* _Aim of the exercise_
What is needed here is an exact repetition of the records below, beginning at the line that has "let ids = join_all((0..held).map(|index|" and stopping after the line that has "async fn raw_balances(&self, address: &str)".
··· Data for review
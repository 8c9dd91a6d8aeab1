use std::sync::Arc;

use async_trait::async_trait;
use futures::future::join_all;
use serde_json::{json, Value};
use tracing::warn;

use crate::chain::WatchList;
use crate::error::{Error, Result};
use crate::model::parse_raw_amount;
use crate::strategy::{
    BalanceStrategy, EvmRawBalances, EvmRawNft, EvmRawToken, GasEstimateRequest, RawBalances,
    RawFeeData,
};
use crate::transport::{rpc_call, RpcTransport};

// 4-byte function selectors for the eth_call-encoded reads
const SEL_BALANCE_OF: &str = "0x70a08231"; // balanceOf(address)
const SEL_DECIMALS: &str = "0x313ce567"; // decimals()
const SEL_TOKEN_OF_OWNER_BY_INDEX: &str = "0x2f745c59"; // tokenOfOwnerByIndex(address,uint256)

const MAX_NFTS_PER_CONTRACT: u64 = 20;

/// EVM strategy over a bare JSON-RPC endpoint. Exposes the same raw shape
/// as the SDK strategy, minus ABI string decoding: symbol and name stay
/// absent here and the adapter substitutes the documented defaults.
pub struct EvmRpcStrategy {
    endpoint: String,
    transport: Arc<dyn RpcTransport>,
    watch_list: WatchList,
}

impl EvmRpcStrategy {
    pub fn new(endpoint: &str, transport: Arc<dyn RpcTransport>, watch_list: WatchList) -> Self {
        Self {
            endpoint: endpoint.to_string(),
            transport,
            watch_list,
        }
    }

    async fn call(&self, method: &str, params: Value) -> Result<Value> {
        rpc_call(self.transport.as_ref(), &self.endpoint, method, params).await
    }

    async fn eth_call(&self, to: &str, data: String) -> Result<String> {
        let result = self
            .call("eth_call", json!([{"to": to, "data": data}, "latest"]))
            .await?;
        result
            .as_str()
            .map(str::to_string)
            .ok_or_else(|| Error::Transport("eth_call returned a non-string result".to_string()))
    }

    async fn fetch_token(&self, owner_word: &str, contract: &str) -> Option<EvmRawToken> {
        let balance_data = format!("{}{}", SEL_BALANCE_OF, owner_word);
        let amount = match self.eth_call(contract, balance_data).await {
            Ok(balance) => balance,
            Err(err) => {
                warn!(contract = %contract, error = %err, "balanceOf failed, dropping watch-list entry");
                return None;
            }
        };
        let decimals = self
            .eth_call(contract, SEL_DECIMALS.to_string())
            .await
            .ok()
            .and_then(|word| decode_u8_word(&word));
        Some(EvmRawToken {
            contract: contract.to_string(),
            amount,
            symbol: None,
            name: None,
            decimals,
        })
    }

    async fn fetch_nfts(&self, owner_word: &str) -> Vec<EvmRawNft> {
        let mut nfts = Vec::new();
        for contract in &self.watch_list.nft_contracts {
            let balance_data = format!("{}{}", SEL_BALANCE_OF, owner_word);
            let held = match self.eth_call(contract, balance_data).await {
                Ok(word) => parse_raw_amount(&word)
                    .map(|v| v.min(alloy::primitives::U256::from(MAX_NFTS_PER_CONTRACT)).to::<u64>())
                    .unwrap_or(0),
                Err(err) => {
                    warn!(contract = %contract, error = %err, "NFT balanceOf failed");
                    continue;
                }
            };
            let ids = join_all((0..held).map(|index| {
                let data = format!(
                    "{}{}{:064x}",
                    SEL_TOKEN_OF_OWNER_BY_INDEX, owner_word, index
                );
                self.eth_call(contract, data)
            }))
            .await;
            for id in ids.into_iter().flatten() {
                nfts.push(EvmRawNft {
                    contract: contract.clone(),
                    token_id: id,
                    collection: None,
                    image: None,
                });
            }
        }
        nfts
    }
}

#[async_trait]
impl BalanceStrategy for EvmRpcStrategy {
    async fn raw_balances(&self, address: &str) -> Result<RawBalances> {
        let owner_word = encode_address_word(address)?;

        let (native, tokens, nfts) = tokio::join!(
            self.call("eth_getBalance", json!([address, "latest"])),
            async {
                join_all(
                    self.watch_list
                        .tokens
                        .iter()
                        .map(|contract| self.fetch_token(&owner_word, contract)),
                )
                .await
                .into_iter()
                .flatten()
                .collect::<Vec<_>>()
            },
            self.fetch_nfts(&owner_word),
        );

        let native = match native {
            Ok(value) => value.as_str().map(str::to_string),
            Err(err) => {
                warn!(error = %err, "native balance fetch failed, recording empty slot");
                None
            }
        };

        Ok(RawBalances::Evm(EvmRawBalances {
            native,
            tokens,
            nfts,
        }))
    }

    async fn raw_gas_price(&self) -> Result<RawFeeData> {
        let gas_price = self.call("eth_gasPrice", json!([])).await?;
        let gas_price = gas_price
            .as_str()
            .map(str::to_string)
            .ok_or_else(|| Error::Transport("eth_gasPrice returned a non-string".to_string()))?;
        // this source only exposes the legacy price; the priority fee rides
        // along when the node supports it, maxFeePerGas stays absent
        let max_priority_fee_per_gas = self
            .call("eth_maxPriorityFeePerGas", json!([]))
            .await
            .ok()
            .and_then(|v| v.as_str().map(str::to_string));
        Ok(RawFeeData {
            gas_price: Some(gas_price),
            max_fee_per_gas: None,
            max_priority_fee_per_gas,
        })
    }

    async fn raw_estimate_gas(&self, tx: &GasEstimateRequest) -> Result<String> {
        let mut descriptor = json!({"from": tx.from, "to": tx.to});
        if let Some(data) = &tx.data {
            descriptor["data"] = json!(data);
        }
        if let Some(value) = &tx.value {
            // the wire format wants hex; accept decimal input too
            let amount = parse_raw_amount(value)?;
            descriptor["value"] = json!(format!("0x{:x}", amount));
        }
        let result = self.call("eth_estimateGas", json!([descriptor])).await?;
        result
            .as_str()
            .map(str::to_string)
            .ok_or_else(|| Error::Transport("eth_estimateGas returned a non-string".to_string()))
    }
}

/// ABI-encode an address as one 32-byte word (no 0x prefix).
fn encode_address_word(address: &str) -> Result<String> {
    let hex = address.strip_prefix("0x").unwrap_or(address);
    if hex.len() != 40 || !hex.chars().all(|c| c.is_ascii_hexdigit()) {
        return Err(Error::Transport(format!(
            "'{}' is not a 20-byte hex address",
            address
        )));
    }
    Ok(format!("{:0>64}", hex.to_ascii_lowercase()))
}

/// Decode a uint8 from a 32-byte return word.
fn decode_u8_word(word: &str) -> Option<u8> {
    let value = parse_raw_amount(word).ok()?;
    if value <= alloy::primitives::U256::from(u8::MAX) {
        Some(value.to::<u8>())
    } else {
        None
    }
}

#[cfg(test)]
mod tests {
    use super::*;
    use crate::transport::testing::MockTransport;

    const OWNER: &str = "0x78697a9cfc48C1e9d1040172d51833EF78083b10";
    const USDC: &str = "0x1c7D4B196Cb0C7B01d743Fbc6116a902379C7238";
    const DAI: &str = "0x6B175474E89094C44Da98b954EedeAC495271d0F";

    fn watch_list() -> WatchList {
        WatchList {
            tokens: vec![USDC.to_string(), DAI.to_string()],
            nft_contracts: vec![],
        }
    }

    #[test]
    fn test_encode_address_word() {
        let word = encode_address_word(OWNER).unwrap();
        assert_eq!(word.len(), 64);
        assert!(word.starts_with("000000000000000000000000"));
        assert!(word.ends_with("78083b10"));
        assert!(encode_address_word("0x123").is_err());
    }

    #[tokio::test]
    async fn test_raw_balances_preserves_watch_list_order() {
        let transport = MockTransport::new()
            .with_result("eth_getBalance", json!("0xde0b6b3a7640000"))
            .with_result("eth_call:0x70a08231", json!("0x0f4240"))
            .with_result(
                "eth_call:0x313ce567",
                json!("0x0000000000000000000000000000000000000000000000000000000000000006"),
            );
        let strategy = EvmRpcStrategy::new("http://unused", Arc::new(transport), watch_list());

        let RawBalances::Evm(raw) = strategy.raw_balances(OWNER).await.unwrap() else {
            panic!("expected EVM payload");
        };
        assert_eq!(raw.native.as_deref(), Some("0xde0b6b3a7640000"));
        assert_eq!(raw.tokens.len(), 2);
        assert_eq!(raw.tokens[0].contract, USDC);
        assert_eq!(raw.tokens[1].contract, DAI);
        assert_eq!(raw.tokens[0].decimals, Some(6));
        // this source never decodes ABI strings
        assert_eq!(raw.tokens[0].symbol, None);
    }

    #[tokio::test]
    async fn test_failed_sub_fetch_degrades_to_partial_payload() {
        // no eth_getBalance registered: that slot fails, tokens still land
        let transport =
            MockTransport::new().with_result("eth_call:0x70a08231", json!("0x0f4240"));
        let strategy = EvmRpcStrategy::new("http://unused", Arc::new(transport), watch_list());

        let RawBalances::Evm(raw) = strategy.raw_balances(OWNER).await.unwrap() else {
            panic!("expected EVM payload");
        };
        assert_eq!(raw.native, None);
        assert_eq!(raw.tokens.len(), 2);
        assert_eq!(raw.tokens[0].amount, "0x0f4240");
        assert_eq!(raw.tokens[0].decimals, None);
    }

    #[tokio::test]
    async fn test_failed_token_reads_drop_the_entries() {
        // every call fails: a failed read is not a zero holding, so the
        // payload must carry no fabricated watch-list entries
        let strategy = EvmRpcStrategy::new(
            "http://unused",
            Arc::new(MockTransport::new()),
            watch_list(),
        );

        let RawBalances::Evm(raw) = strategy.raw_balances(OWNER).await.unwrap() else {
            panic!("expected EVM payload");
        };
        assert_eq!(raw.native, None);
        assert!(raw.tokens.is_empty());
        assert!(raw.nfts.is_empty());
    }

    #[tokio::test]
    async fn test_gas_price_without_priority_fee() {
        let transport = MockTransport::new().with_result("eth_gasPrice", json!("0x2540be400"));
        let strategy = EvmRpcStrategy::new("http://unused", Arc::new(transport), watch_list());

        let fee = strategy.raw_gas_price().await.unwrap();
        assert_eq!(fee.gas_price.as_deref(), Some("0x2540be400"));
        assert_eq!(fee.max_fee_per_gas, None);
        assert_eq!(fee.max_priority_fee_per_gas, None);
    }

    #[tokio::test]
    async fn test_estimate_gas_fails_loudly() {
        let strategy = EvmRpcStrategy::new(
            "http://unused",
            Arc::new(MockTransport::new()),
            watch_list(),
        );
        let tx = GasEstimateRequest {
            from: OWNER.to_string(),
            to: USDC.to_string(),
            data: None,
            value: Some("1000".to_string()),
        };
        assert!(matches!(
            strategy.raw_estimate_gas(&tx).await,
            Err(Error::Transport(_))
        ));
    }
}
······
··· Data for review
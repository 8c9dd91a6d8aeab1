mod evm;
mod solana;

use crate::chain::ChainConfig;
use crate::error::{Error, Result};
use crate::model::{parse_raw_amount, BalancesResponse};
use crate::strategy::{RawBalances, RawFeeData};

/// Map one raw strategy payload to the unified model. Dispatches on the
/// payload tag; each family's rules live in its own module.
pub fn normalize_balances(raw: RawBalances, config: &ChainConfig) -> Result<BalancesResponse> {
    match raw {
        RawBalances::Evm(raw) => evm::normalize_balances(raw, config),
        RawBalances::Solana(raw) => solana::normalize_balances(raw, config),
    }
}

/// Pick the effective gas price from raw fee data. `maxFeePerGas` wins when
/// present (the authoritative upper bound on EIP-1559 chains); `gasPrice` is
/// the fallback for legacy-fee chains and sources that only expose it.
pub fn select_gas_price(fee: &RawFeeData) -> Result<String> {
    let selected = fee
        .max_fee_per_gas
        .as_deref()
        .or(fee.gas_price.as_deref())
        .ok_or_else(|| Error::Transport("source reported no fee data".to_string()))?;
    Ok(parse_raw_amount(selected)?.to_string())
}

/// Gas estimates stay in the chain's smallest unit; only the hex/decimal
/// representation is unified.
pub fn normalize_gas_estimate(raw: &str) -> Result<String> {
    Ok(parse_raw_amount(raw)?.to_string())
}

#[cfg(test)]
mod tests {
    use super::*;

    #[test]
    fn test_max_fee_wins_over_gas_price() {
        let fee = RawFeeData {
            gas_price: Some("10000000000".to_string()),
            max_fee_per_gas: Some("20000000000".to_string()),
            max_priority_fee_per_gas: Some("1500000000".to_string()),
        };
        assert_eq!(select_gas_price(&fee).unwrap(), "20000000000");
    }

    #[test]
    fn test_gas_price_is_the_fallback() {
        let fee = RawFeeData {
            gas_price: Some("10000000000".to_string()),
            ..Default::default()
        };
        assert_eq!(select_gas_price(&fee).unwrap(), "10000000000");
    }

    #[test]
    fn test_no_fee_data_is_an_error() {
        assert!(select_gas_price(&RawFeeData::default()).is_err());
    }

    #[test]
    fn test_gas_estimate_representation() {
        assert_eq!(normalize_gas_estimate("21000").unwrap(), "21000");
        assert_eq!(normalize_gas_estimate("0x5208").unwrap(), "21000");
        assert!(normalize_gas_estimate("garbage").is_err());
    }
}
······
* _Answer to the exercise_
            let ids = join_all((0..held).map(|index| {
                let data = format!(
                    "{}{}{:064x}",
                    SEL_TOKEN_OF_OWNER_BY_INDEX, owner_word, index
                );
                self.eth_call(contract, data)
            }))
            .await;
            for id in ids.into_iter().flatten() {
                nfts.push(EvmRawNft {
                    contract: contract.clone(),
                    token_id: id,
                    collection: None,
                    image: None,
                });
            }
        }
        nfts
    }
}

#[async_trait]
impl BalanceStrategy for EvmRpcStrategy {
    async fn raw_balances(&self, address: &str) -> Result<RawBalances> {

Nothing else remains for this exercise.